US President Biden has stated that today’s systems of governance have autocracy and Putin-led massacres at one end of the spectrum, and the beacon of democracy at the other. In fact, Boris Johnson’s smirking dismissal of the charges laid against him and his refusal to step down in light of his scandals, reflects a more nuanced picture in which the corrosion of accountability in democratic institutions threatens to blur these two extremes. Because, while Putin’s autocratic system of power carries devastating external consequences, Johnson’s cavalier approach to his personal and political interests undermines our democratic processes from inside in ways that may prove irrevocable.
Johnson’s illegal attempt to prorogue parliament in 2019 (with the aim of preventing lawmakers and the people they represent from voting on options to deliver Brexit) was a bet to further his political career. His approach since then has tainted Britain’s international standing further still and called into question the belief that it has a (generally) law-abiding political class. He has acted dishonestly by fudging the source of personal decorating expenses and then misleading parliament about it and, recklessly, by befriending and then promoting the wealthy son of a former KGB officer to the House of Lords.
In what seems like an attempt to prove that his instinct for risk-taking is an asset to the country, Johnson has threatened to renege on the UK-EU Brexit treaty that he signed just 18 months ago, unless the EU agrees to his new demands over the Northern Ireland Protocol. His gamesmanship is threatening the break-up of the United Kingdom.
Johnson has threatened to renege on the UK-EU Brexit treaty that he signed just 18 months ago, unless the EU agrees to his new demands over the Northern Ireland Protocol. His gamesmanship is threatening the break-up of the United Kingdom.
Despite this inexcusable record, Johnson’s supporters argue that we should move on. In light of today’s bigger, more immediate threats: the war in Ukraine, sky-rocketing inflation, an energy crisis, and a possible economic recession, focusing on some drunken togetherness during the pandemic is a dithering distraction. As one of them noted, “He was elected to lead a nuclear-armed state, not to be an office manager.”
However, this neglects the fact that today’s established democracies are increasingly brittle and susceptible to the blight of corruption. While elite male networks of power have always been accompanied by conflicts of interest that have rewarded men for taking risks that prioritise personal political ambition, forgiving the sins of our leaders is no longer as viable as it once was. Ignoring them is as much the enemy of democracy as Putin’s war. If conservatives judge Johnson purely on his winnability factor, they risk putrefying their party, as have American Republicans.
They also allow autocrats to claim moral equivalence with their democratic counterparts and to challenge the credibility of those who work hard in the name of transparency and accountability. The result is to sabotage the caliber of public service and the kind of institutionalised resilience that is needed for political stability and to deliver fairness for all.

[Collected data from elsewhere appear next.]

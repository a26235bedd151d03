mod commands;
mod output;

use anyhow::Result;
use clap::{Parser, Subcommand, ValueEnum};
use std::path::PathBuf;
use tracing_subscriber::EnvFilter;

#[derive(Parser)]
#[command(name = "stci")]
#[command(author, version, about = "Standard Token Cost Index - daily LLM pricing pipeline")]
struct Cli {
    #[arg(short = 'd', long, help = "Data directory (default: ./data)")]
    data_dir: Option<PathBuf>,

    #[arg(long, value_enum, default_value_t = StorageKind::Filesystem, help = "Storage backend")]
    storage: StorageKind,

    #[arg(long, help = "SQLite database path (with --storage sqlite)")]
    sqlite_path: Option<PathBuf>,

    #[command(subcommand)]
    command: Commands,
}

#[derive(Clone, Copy, ValueEnum)]
enum StorageKind {
    Filesystem,
    Sqlite,
}

#[derive(Subcommand)]
enum Commands {
    #[command(about = "Collect pricing observations for a date")]
    Collect {
        #[arg(long, help = "Date to collect (YYYY-MM-DD, default: today)")]
        date: Option<String>,
        #[arg(long, help = "Use fixture data instead of the live aggregator")]
        fixtures: bool,
        #[arg(long, help = "Collect from all sources with drift detection")]
        multi: bool,
        #[arg(long, default_value_t = stci_core::DEFAULT_DRIFT_THRESHOLD,
              help = "Maximum allowed price difference before a drift warning")]
        drift_threshold: f64,
        #[arg(long, help = "Do not fall back to fixtures on primary failure")]
        no_fallback: bool,
        #[arg(long, help = "Run every step but write nothing")]
        dry_run: bool,
    },
    #[command(about = "Compute the day's indices from stored observations")]
    Index {
        #[arg(long, help = "Date to index (YYYY-MM-DD, default: today)")]
        date: Option<String>,
        #[arg(long, help = "Methodology document (default: <data-dir>/fixtures/methodology.json)")]
        methodology: Option<PathBuf>,
        #[arg(long, help = "Run every step but write nothing")]
        dry_run: bool,
        #[arg(long, help = "Output as JSON")]
        json: bool,
    },
    #[command(about = "Show the most recently computed index")]
    Latest {
        #[arg(long, help = "Output as JSON")]
        json: bool,
    },
}

/// Resolve the storage backend once at startup; everything downstream gets
/// the constructed instance injected.
fn storage_config(cli: &Cli, data_dir: &std::path::Path) -> stci_core::StorageConfig {
    match cli.storage {
        StorageKind::Filesystem => stci_core::StorageConfig::Filesystem {
            base_dir: data_dir.to_path_buf(),
        },
        StorageKind::Sqlite => stci_core::StorageConfig::Sqlite {
            db_path: cli
                .sqlite_path
                .clone()
                .unwrap_or_else(|| data_dir.join("stci.sqlite")),
        },
    }
}

fn default_data_dir() -> PathBuf {
    let local = PathBuf::from("data");
    if local.exists() {
        return local;
    }
    dirs::data_dir()
        .map(|d| d.join("stci"))
        .unwrap_or(local)
}

fn parse_date(date: Option<&str>) -> Result<chrono::NaiveDate> {
    match date {
        Some(s) => Ok(chrono::NaiveDate::parse_from_str(s, "%Y-%m-%d")?),
        None => Ok(chrono::Utc::now().date_naive()),
    }
}

#[tokio::main]
async fn main() -> Result<()> {
    tracing_subscriber::fmt()
        .with_env_filter(EnvFilter::try_from_default_env().unwrap_or_else(|_| EnvFilter::new("warn")))
        .with_writer(std::io::stderr)
        .init();

    let cli = Cli::parse();
    let data_dir = cli.data_dir.clone().unwrap_or_else(default_data_dir);
    let storage = storage_config(&cli, &data_dir).build()?;

    match &cli.command {
        Commands::Collect {
            date,
            fixtures,
            multi,
            drift_threshold,
            no_fallback,
            dry_run,
        } => {
            let date = parse_date(date.as_deref())?;
            commands::collect(
                storage.as_ref(),
                &data_dir,
                commands::CollectOptions {
                    date,
                    fixtures: *fixtures,
                    multi: *multi,
                    drift_threshold: *drift_threshold,
                    no_fallback: *no_fallback,
                    dry_run: *dry_run,
                },
            )
            .await
        }
        Commands::Index {
            date,
            methodology,
            dry_run,
            json,
        } => {
            let date = parse_date(date.as_deref())?;
            let methodology_path = methodology
                .clone()
                .unwrap_or_else(|| data_dir.join("fixtures/methodology.json"));
            commands::index(storage.as_ref(), &methodology_path, date, *dry_run, *json)
        }
        Commands::Latest { json } => commands::latest(storage.as_ref(), *json),
    }
}
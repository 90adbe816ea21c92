use axum::extract::FromRequestParts;
use axum::http::request::Parts;

/// Identity assigned to every caller until real authentication exists.
pub const ANONYMOUS_USER: &str = "anonymous";

/// The caller's identity.
#[derive(Debug, Clone, PartialEq, Eq)]
pub struct CurrentUser {
    pub user_id: String,
}

impl CurrentUser {
    pub fn anonymous() -> Self {
        Self {
            user_id: ANONYMOUS_USER.into(),
        }
    }
}

impl<S> FromRequestParts<S> for CurrentUser
where
    S: Send + Sync,
{
    type Rejection = std::convert::Infallible;

    async fn from_request_parts(_parts: &mut Parts, _state: &S) -> Result<Self, Self::Rejection> {
        Ok(CurrentUser::anonymous())
    }
}
use std::collections::HashMap;
use std::sync::Arc;

use async_trait::async_trait;
use tokio::sync::RwLock;

use crate::message::Turn;

/// Append-only conversation history keyed by conversation id.
#[async_trait]
pub trait ConversationStore: Send + Sync {
    /// Append a turn to the conversation, creating it if needed.
    async fn append(&self, conversation_id: &str, turn: Turn);

    /// All turns of the conversation in insertion order. Empty when unknown.
    async fn history(&self, conversation_id: &str) -> Vec<Turn>;

    /// Whether any turn has been recorded for the conversation.
    async fn contains(&self, conversation_id: &str) -> bool;
}

/// In-memory conversation store.
#[derive(Debug, Clone, Default)]
pub struct MemoryConversationStore {
    conversations: Arc<RwLock<HashMap<String, Vec<Turn>>>>,
}

impl MemoryConversationStore {
    pub fn new() -> Self {
        Self::default()
    }
}

#[async_trait]
impl ConversationStore for MemoryConversationStore {
    async fn append(&self, conversation_id: &str, turn: Turn) {
        let mut conversations = self.conversations.write().await;
        conversations
            .entry(conversation_id.to_string())
            .or_default()
            .push(turn);
    }

    async fn history(&self, conversation_id: &str) -> Vec<Turn> {
        let conversations = self.conversations.read().await;
        conversations
            .get(conversation_id)
            .cloned()
            .unwrap_or_default()
    }

    async fn contains(&self, conversation_id: &str) -> bool {
        let conversations = self.conversations.read().await;
        conversations.contains_key(conversation_id)
    }
}
pub mod api;
pub mod emitter;
pub mod error;
pub mod extractors;
pub mod sse;
pub mod state;
pub mod types;

use axum::Router;
use tower_http::cors::{Any, CorsLayer};

use crate::state::AppState;

pub fn app_router(state: AppState) -> Router {
    let cors = CorsLayer::new()
        .allow_origin(Any)
        .allow_methods(Any)
        .allow_headers(Any)
        .expose_headers(Any);

    api::api_routes(state).layer(cors)
}
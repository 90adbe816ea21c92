use std::sync::Arc;

use chatrelay_core::config::RelayConfig;
use chatrelay_core::conversation::{ConversationStore, MemoryConversationStore};
use chatrelay_core::model::ChatModel;
use chatrelay_llm::factory::create_chat_model;

/// Shared application state.
#[derive(Clone)]
pub struct AppState {
    pub model: Arc<dyn ChatModel>,
    pub conversations: Arc<dyn ConversationStore>,
    pub config: Arc<RelayConfig>,
}

impl AppState {
    pub fn new(config: RelayConfig) -> Self {
        let model: Arc<dyn ChatModel> = Arc::from(create_chat_model(&config));
        Self::with_model(config, model)
    }

    /// Create with a specific model (for testing).
    pub fn with_model(config: RelayConfig, model: Arc<dyn ChatModel>) -> Self {
        Self {
            model,
            conversations: Arc::new(MemoryConversationStore::new()),
            config: Arc::new(config),
        }
    }
}
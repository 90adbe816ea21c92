//! Single-client event stream with guarded lifecycle.
//!
//! [`EventEmitter::channel`] returns the emitter, driven by the request
//! task, and an [`EventBody`], handed to the HTTP transport as the
//! response body. The emitter is `Idle` until the transport first polls
//! the body, `Open` while frames can be written, and `Closed` forever
//! after. Dropping the body (client disconnect) cancels the emitter.

use std::convert::Infallible;
use std::pin::Pin;
use std::sync::Arc;
use std::sync::atomic::{AtomicBool, Ordering};
use std::task::{Context, Poll};
use std::time::Duration;

use axum::http::{HeaderValue, header};
use axum::response::sse::Event;
use axum::response::{IntoResponse, Response, Sse};
use chrono::Utc;
use futures::Stream;
use serde::Serialize;
use serde_json::json;
use tokio::sync::{mpsc, oneshot};
use tracing::{debug, warn};

use chatrelay_core::config::RelayConfig;

use crate::sse::{EventKind, StreamEvent};

#[derive(Debug, Clone, Copy, PartialEq, Eq)]
pub enum EmitterState {
    Idle,
    Open,
    Closed,
}

#[derive(Debug, Clone)]
pub struct EmitterOptions {
    /// Delay between writing `done` and closing the stream.
    pub close_delay: Duration,
    /// Reconnection hint attached to the `start` frame.
    pub retry_ms: Option<u64>,
}

impl Default for EmitterOptions {
    fn default() -> Self {
        Self {
            close_delay: Duration::from_millis(100),
            retry_ms: None,
        }
    }
}

impl From<&RelayConfig> for EmitterOptions {
    fn from(config: &RelayConfig) -> Self {
        Self {
            close_delay: config.close_delay,
            retry_ms: config.retry_hint_ms,
        }
    }
}

pub struct EventEmitter {
    state: EmitterState,
    sink: Option<mpsc::UnboundedSender<Event>>,
    pending: Option<(mpsc::UnboundedSender<Event>, oneshot::Receiver<()>)>,
    cancelled: Arc<AtomicBool>,
    options: EmitterOptions,
}

/// Transport side of an emitter: the stream served as the SSE response.
pub struct EventBody {
    frames: mpsc::UnboundedReceiver<Event>,
    activate: Option<oneshot::Sender<()>>,
    cancelled: Arc<AtomicBool>,
}

impl EventEmitter {
    pub fn channel(options: EmitterOptions) -> (Self, EventBody) {
        let (sink, frames) = mpsc::unbounded_channel();
        let (activate, activated) = oneshot::channel();
        let cancelled = Arc::new(AtomicBool::new(false));

        let emitter = Self {
            state: EmitterState::Idle,
            sink: None,
            pending: Some((sink, activated)),
            cancelled: cancelled.clone(),
            options,
        };
        let body = EventBody {
            frames,
            activate: Some(activate),
            cancelled,
        };
        (emitter, body)
    }

    pub fn state(&self) -> EmitterState {
        self.state
    }

    /// Whether frames can currently be written.
    pub fn is_open(&self) -> bool {
        self.state == EmitterState::Open && !self.cancelled.load(Ordering::Acquire)
    }

    /// Wait until the client starts reading, then attach the sink.
    ///
    /// Returns `false` if the body was dropped without ever being read or
    /// the emitter is already closed.
    pub async fn open(&mut self) -> bool {
        match self.state {
            EmitterState::Open => return true,
            EmitterState::Closed => return false,
            EmitterState::Idle => {}
        }
        let Some((sink, activated)) = self.pending.take() else {
            self.state = EmitterState::Closed;
            return false;
        };
        match activated.await {
            Ok(()) => {
                self.sink = Some(sink);
                self.state = EmitterState::Open;
                true
            }
            Err(_) => {
                debug!("client went away before reading the stream");
                self.state = EmitterState::Closed;
                false
            }
        }
    }

    /// Write one event. Never fails: any problem closes the emitter.
    ///
    /// Returns whether the frame was handed to the transport.
    pub fn send(&mut self, event: StreamEvent) -> bool {
        match self.state {
            EmitterState::Idle => {
                debug!(kind = %event.kind, "send before the stream opened ignored");
                return false;
            }
            EmitterState::Closed => {
                debug!(kind = %event.kind, "send after close ignored");
                return false;
            }
            EmitterState::Open => {}
        }

        if self.cancelled.load(Ordering::Acquire) {
            debug!(kind = %event.kind, "client disconnected; closing stream");
            self.close();
            return false;
        }

        let frame = match event.to_event() {
            Ok(frame) => frame,
            Err(e) => {
                warn!(kind = %event.kind, error = %e, "failed to encode event; closing stream");
                self.close();
                return false;
            }
        };

        let written = self
            .sink
            .as_ref()
            .is_some_and(|sink| sink.send(frame).is_ok());
        if !written {
            warn!(kind = %event.kind, "stream write failed; closing stream");
            self.close();
        }
        written
    }

    pub fn send_start<T: Serialize>(&mut self, payload: &T) -> bool {
        let Some(mut event) = self.payload_event(EventKind::Start, payload) else {
            return false;
        };
        if let Some(retry) = self.options.retry_ms {
            event = event.with_retry(retry);
        }
        self.send(event)
    }

    /// Send a `data` event carrying `text` and the time it was captured.
    pub fn send_fragment(&mut self, text: &str, id: Option<String>) -> bool {
        let payload = json!({
            "text": text,
            "timestamp": Utc::now().to_rfc3339(),
        });
        let mut event = StreamEvent::new(EventKind::Data).with_data(payload);
        if let Some(id) = id {
            event = event.with_id(id);
        }
        self.send(event)
    }

    /// Send an `error` event. The stream stays open.
    pub fn send_error(&mut self, message: &str) -> bool {
        self.send(StreamEvent::new(EventKind::Error).with_data(json!({ "message": message })))
    }

    pub fn send_ping(&mut self) -> bool {
        self.send(StreamEvent::new(EventKind::Ping).with_data(Utc::now().to_rfc3339()))
    }

    /// Send the terminal `done` event, then close after `close_delay`.
    ///
    /// The emitter is held for the whole delay, so nothing can follow the
    /// `done` frame.
    pub async fn send_done<T: Serialize>(&mut self, payload: Option<&T>) -> bool {
        let event = match payload {
            Some(payload) => self.payload_event(EventKind::Done, payload),
            None => Some(StreamEvent::new(EventKind::Done)),
        };
        let sent = event.is_some_and(|event| self.send(event));
        if sent && !self.options.close_delay.is_zero() {
            tokio::time::sleep(self.options.close_delay).await;
        }
        self.close();
        sent
    }

    /// Event of `kind` carrying `payload` as JSON. An unserializable
    /// payload closes the stream.
    fn payload_event<T: Serialize>(&mut self, kind: EventKind, payload: &T) -> Option<StreamEvent> {
        match StreamEvent::new(kind).with_json(payload) {
            Ok(event) => Some(event),
            Err(e) => {
                warn!(%kind, error = %e, "failed to serialize payload; closing stream");
                self.close();
                None
            }
        }
    }

    /// Close the stream. Idempotent.
    pub fn close(&mut self) {
        if self.state == EmitterState::Closed {
            return;
        }
        self.state = EmitterState::Closed;
        self.sink = None;
        self.pending = None;
        debug!("event stream closed");
    }
}

impl Stream for EventBody {
    type Item = Result<Event, Infallible>;

    fn poll_next(mut self: Pin<&mut Self>, cx: &mut Context<'_>) -> Poll<Option<Self::Item>> {
        if let Some(activate) = self.activate.take() {
            let _ = activate.send(());
        }
        self.frames.poll_recv(cx).map(|frame| frame.map(Ok))
    }
}

impl Drop for EventBody {
    fn drop(&mut self) {
        self.cancelled.store(true, Ordering::Release);
    }
}

impl IntoResponse for EventBody {
    fn into_response(self) -> Response {
        let mut response = Sse::new(self).into_response();
        let headers = response.headers_mut();
        headers.insert(header::CONNECTION, HeaderValue::from_static("keep-alive"));
        headers.insert("x-accel-buffering", HeaderValue::from_static("no"));
        response
    }
}

#[cfg(test)]
mod tests {
    use super::*;
    use futures::StreamExt;
    use http_body_util::BodyExt;
    use serde_json::Value;
    use tokio::time::Instant;

    fn options(close_delay_ms: u64) -> EmitterOptions {
        EmitterOptions {
            close_delay: Duration::from_millis(close_delay_ms),
            retry_ms: None,
        }
    }

    /// Read the whole response body into a string on a separate task.
    fn spawn_reader(body: EventBody) -> tokio::task::JoinHandle<String> {
        tokio::spawn(async move {
            let bytes = body
                .into_response()
                .into_body()
                .collect()
                .await
                .unwrap()
                .to_bytes();
            String::from_utf8(bytes.to_vec()).unwrap()
        })
    }

    #[tokio::test]
    async fn idle_until_body_is_polled() {
        let (mut emitter, body) = EventEmitter::channel(options(0));
        assert_eq!(emitter.state(), EmitterState::Idle);
        assert!(!emitter.send_error("too early"));
        assert_eq!(emitter.state(), EmitterState::Idle);

        let reader = spawn_reader(body);
        assert!(emitter.open().await);
        assert_eq!(emitter.state(), EmitterState::Open);
        assert!(emitter.send_ping());
        emitter.close();

        let text = reader.await.unwrap();
        assert!(text.starts_with("event: ping\ndata: "));
    }

    #[tokio::test]
    async fn body_dropped_before_read_closes() {
        let (mut emitter, body) = EventEmitter::channel(options(0));
        drop(body);
        assert!(!emitter.open().await);
        assert_eq!(emitter.state(), EmitterState::Closed);
        assert!(!emitter.send_fragment("x", None));
    }

    #[tokio::test]
    async fn frames_arrive_in_order() {
        let (mut emitter, body) = EventEmitter::channel(EmitterOptions {
            close_delay: Duration::ZERO,
            retry_ms: Some(2000),
        });
        let reader = spawn_reader(body);
        assert!(emitter.open().await);

        assert!(emitter.send_start(&json!({"conversation_id": "c1"})));
        assert!(emitter.send_fragment("ab", Some("0".into())));
        assert!(emitter.send_fragment("cd", Some("1".into())));
        assert!(emitter.send_done(None::<&Value>).await);

        let text = reader.await.unwrap();
        assert!(text.starts_with(
            "event: start\ndata: {\"conversation_id\":\"c1\"}\nretry: 2000\n\n"
        ));
        let ab = text.find("id: 0\nevent: data\ndata: {\"text\":\"ab\"").unwrap();
        let cd = text.find("id: 1\nevent: data\ndata: {\"text\":\"cd\"").unwrap();
        assert!(ab < cd);
        assert!(text.ends_with("event: done\n\n"));
    }

    #[tokio::test]
    async fn sends_after_close_are_noops() {
        let (mut emitter, body) = EventEmitter::channel(options(0));
        let reader = spawn_reader(body);
        assert!(emitter.open().await);
        emitter.close();

        assert!(!emitter.send(StreamEvent::new(EventKind::Data).with_data("x")));
        assert!(!emitter.send_fragment("x", None));
        assert!(!emitter.send_error("x"));
        assert!(!emitter.send_done(Some(&json!({"length": 0}))).await);
        emitter.close();
        assert_eq!(emitter.state(), EmitterState::Closed);
        assert!(!emitter.open().await);

        assert_eq!(reader.await.unwrap(), "");
    }

    #[tokio::test]
    async fn unserializable_payload_closes_stream() {
        use std::collections::HashMap;

        let (mut emitter, body) = EventEmitter::channel(options(0));
        let reader = spawn_reader(body);
        assert!(emitter.open().await);

        // Non-string map keys cannot be written as JSON.
        let payload: HashMap<(u8, u8), u8> = HashMap::from([((1, 2), 3)]);
        assert!(!emitter.send_start(&payload));
        assert_eq!(emitter.state(), EmitterState::Closed);
        assert_eq!(reader.await.unwrap(), "");
    }

    #[tokio::test]
    async fn send_error_keeps_stream_open() {
        let (mut emitter, body) = EventEmitter::channel(options(0));
        let reader = spawn_reader(body);
        assert!(emitter.open().await);
        assert!(emitter.send_error("upstream failed"));
        assert!(emitter.is_open());
        emitter.close();

        assert_eq!(
            reader.await.unwrap(),
            "event: error\ndata: {\"message\":\"upstream failed\"}\n\n"
        );
    }

    #[tokio::test]
    async fn client_disconnect_cancels() {
        let (mut emitter, mut body) = EventEmitter::channel(options(0));
        let first = tokio::spawn(async move {
            let frame = body.next().await;
            (frame, body)
        });
        assert!(emitter.open().await);
        assert!(emitter.send_ping());

        let (frame, body) = first.await.unwrap();
        assert!(frame.is_some());
        drop(body);

        assert!(!emitter.is_open());
        assert!(!emitter.send_fragment("late", None));
        assert_eq!(emitter.state(), EmitterState::Closed);
    }

    #[tokio::test(start_paused = true)]
    async fn done_is_flushed_before_close() {
        let (mut emitter, body) = EventEmitter::channel(options(100));
        let reader = tokio::spawn(async move {
            let mut body = body.into_response().into_body();
            let mut done_at = None;
            while let Some(Ok(frame)) = body.frame().await {
                if frame
                    .data_ref()
                    .is_some_and(|data| data.starts_with(b"event: done"))
                {
                    done_at = Some(Instant::now());
                }
            }
            (done_at, Instant::now())
        });
        assert!(emitter.open().await);

        assert!(emitter.send_done(Some(&json!({"finish_reason": "STOP"}))).await);
        assert_eq!(emitter.state(), EmitterState::Closed);

        let (done_at, ended_at) = reader.await.unwrap();
        let done_at = done_at.expect("done frame received");
        assert!(ended_at.duration_since(done_at) >= Duration::from_millis(100));
    }

    #[tokio::test]
    async fn into_response_sets_stream_headers() {
        let (_emitter, body) = EventEmitter::channel(options(0));
        let response = body.into_response();
        let headers = response.headers();
        assert_eq!(headers[header::CONTENT_TYPE], "text/event-stream");
        assert_eq!(headers[header::CACHE_CONTROL], "no-cache");
        assert_eq!(headers["x-accel-buffering"], "no");
    }
}
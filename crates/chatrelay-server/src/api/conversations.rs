use axum::{
    Json, Router,
    extract::{Path, State},
    routing::get,
};

use crate::error::AppError;
use crate::state::AppState;
use crate::types::ConversationResponse;

pub fn routes() -> Router<AppState> {
    Router::new().route("/conversations/{id}", get(get_conversation))
}

async fn get_conversation(
    State(state): State<AppState>,
    Path(id): Path<String>,
) -> Result<Json<ConversationResponse>, AppError> {
    if !state.conversations.contains(&id).await {
        return Err(AppError::NotFound(format!("Conversation '{id}' not found")));
    }
    let turns = state.conversations.history(&id).await;
    Ok(Json(ConversationResponse {
        conversation_id: id,
        turns,
    }))
}
pub mod config;
pub mod conversation;
pub mod error;
pub mod message;
pub mod model;
pub mod request_log;

/// Prelude module for convenient imports.
pub mod prelude {
    pub use crate::config::RelayConfig;
    pub use crate::conversation::{ConversationStore, MemoryConversationStore};
    pub use crate::error::{RelayError, Result, UpstreamError};
    pub use crate::message::{Role, Turn};
    pub use crate::model::{ChatModel, ChatReply, StreamItem, TextStream};
    pub use crate::request_log::RequestLog;
}
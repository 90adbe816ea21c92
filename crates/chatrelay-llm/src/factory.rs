use tracing::warn;

use chatrelay_core::config::RelayConfig;
use chatrelay_core::model::ChatModel;

use crate::gemini::GeminiChatModel;
use crate::simulated::SimulatedChatModel;

/// Create the ChatModel the relay forwards to.
///
/// Falls back to [`SimulatedChatModel`] when no API key is configured.
pub fn create_chat_model(config: &RelayConfig) -> Box<dyn ChatModel> {
    match GeminiChatModel::from_config(config) {
        Some(model) => Box::new(model),
        None => {
            warn!("GEMINI_API_KEY not set; using the simulated model");
            Box::new(SimulatedChatModel::default())
        }
    }
}
use chatrelay_core::model::StreamItem;
use chatrelay_llm::chunked::ChunkReassembler;
use proptest::prelude::*;

// ---------------------------------------------------------------------------
// Helpers
// ---------------------------------------------------------------------------

/// Build a streamed-array body the way `streamGenerateContent` frames it.
fn streamed_body(texts: &[String]) -> Vec<u8> {
    let objects: Vec<String> = texts
        .iter()
        .map(|text| {
            serde_json::json!({
                "candidates": [{"content": {"parts": [{"text": text}], "role": "model"}}]
            })
            .to_string()
        })
        .collect();
    format!("[{}]", objects.join("\n,\r\n")).into_bytes()
}

/// Feed `body` split at the given (sorted, deduplicated) offsets.
fn feed(body: &[u8], cuts: &[usize]) -> Vec<StreamItem> {
    let mut reassembler = ChunkReassembler::new();
    let mut items = Vec::new();
    let mut prev = 0;
    for &cut in cuts.iter().chain(std::iter::once(&body.len())) {
        items.extend(reassembler.push(&body[prev..cut]));
        prev = cut;
    }
    reassembler.finish();
    items
}

fn normalize_cuts(mut cuts: Vec<usize>, len: usize) -> Vec<usize> {
    for cut in cuts.iter_mut() {
        *cut %= len + 1;
    }
    cuts.sort_unstable();
    cuts.dedup();
    cuts
}

/// Text values that exercise braces, quotes, escapes, and multi-byte chars.
fn tricky_text() -> impl Strategy<Value = String> {
    prop::collection::vec(
        prop_oneof![
            Just("{".to_string()),
            Just("}".to_string()),
            Just("\"".to_string()),
            Just("\\".to_string()),
            Just("\n".to_string()),
            Just(",".to_string()),
            Just("é".to_string()),
            Just("日本".to_string()),
            "[a-z ]{0,4}",
        ],
        0..8,
    )
    .prop_map(|pieces| pieces.concat())
}

// ---------------------------------------------------------------------------
// Property-based tests
// ---------------------------------------------------------------------------

proptest! {
    // Delivering the body in arbitrary chunks yields the same fragments as
    // delivering it whole.
    #[test]
    fn chunking_invariance(
        texts in prop::collection::vec(tricky_text(), 0..6),
        cuts in prop::collection::vec(any::<usize>(), 0..12),
    ) {
        let body = streamed_body(&texts);
        let cuts = normalize_cuts(cuts, body.len());

        let whole = feed(&body, &[]);
        let split = feed(&body, &cuts);
        prop_assert_eq!(&whole, &split);
    }

    // Every non-empty text comes out exactly once and in order.
    #[test]
    fn fragments_match_source_texts(
        texts in prop::collection::vec(tricky_text(), 0..6),
        cuts in prop::collection::vec(any::<usize>(), 0..12),
    ) {
        let body = streamed_body(&texts);
        let cuts = normalize_cuts(cuts, body.len());

        let expected: Vec<StreamItem> = texts
            .iter()
            .filter(|t| !t.is_empty())
            .map(|t| StreamItem::Text(t.clone()))
            .collect();
        prop_assert_eq!(feed(&body, &cuts), expected);
    }

    // Byte-at-a-time delivery is the most fragmented split possible.
    #[test]
    fn byte_at_a_time(texts in prop::collection::vec(tricky_text(), 1..4)) {
        let body = streamed_body(&texts);
        let cuts: Vec<usize> = (1..body.len()).collect();
        prop_assert_eq!(feed(&body, &cuts), feed(&body, &[]));
    }

    // A truncated final object yields nothing for that object and never panics.
    #[test]
    fn truncated_tail_is_dropped(
        texts in prop::collection::vec("[a-z]{1,5}", 1..4),
        keep in 1usize..20,
    ) {
        let mut body = streamed_body(&texts);
        // Remove the closing `]` and part of the last object.
        body.pop();
        let last_len = serde_json::json!({
            "candidates": [{"content": {"parts": [{"text": texts.last().unwrap()}], "role": "model"}}]
        })
        .to_string()
        .len();
        let cut = body.len() - last_len + keep.min(last_len - 1);
        body.truncate(cut);

        let expected: Vec<StreamItem> = texts[..texts.len() - 1]
            .iter()
            .map(|t| StreamItem::Text(t.clone()))
            .collect();
        prop_assert_eq!(feed(&body, &[]), expected);
    }
}
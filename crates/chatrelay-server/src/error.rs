use axum::extract::rejection::JsonRejection;
use axum::http::StatusCode;
use axum::response::{IntoResponse, Response};
use serde_json::json;

use chatrelay_core::error::{RelayError, UpstreamError};

/// Application error type that maps to HTTP responses.
#[derive(Debug)]
pub enum AppError {
    BadRequest(String),
    Relay(RelayError),
    NotFound(String),
}

impl From<RelayError> for AppError {
    fn from(err: RelayError) -> Self {
        AppError::Relay(err)
    }
}

impl From<JsonRejection> for AppError {
    fn from(rejection: JsonRejection) -> Self {
        AppError::BadRequest(rejection.body_text())
    }
}

impl AppError {
    pub fn status(&self) -> StatusCode {
        match self {
            AppError::BadRequest(_) => StatusCode::BAD_REQUEST,
            AppError::NotFound(_) => StatusCode::NOT_FOUND,
            AppError::Relay(RelayError::Upstream(upstream)) => upstream_status(upstream),
        }
    }

    /// Human-readable message for the response body.
    pub fn message(&self) -> String {
        match self {
            AppError::BadRequest(msg) | AppError::NotFound(msg) => msg.clone(),
            AppError::Relay(RelayError::Upstream(upstream)) => upstream.user_message(),
        }
    }
}

fn upstream_status(err: &UpstreamError) -> StatusCode {
    match err {
        UpstreamError::Http { status, .. } => StatusCode::from_u16(*status)
            .ok()
            .filter(|s| s.is_client_error() || s.is_server_error())
            .unwrap_or(StatusCode::BAD_GATEWAY),
        UpstreamError::SafetyBlocked { .. } => StatusCode::UNPROCESSABLE_ENTITY,
        UpstreamError::EmptyBody
        | UpstreamError::Transport(_)
        | UpstreamError::InvalidResponse(_)
        | UpstreamError::MalformedFragment { .. }
        | UpstreamError::EmptyCandidate => StatusCode::BAD_GATEWAY,
    }
}

impl IntoResponse for AppError {
    fn into_response(self) -> Response {
        let status = self.status();
        if status.is_server_error() {
            tracing::error!(error = ?self, "request failed");
        }
        let body = json!({ "error": self.message() });
        (status, axum::Json(body)).into_response()
    }
}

And, as Mexico illustrates, once the seeds of dysfunctional behaviour and corruption penetrate our governing systems, they become like poison ivy; you can clip back the leaves, but their interconnecting underground root systems are nigh on impossible to eradicate. And those who try don’t make old bones; eleven Mexican journalists have been murdered so far in 2022.
Democracy’s strongest currency is trust, not just between people and government but in the authority of agencies and regulators to monitor and police the process of democratic governance. So, all in all, £450,000 is small change if the Sue Gray report serves as a warning that today’s minor political sins can grow into mortal wounds of distrust in our institutions. Because when disdain for democracy gets sewn into the fabric of society, it is always to the detriment of our living standards, our safety, our human potential, and our personal freedoms.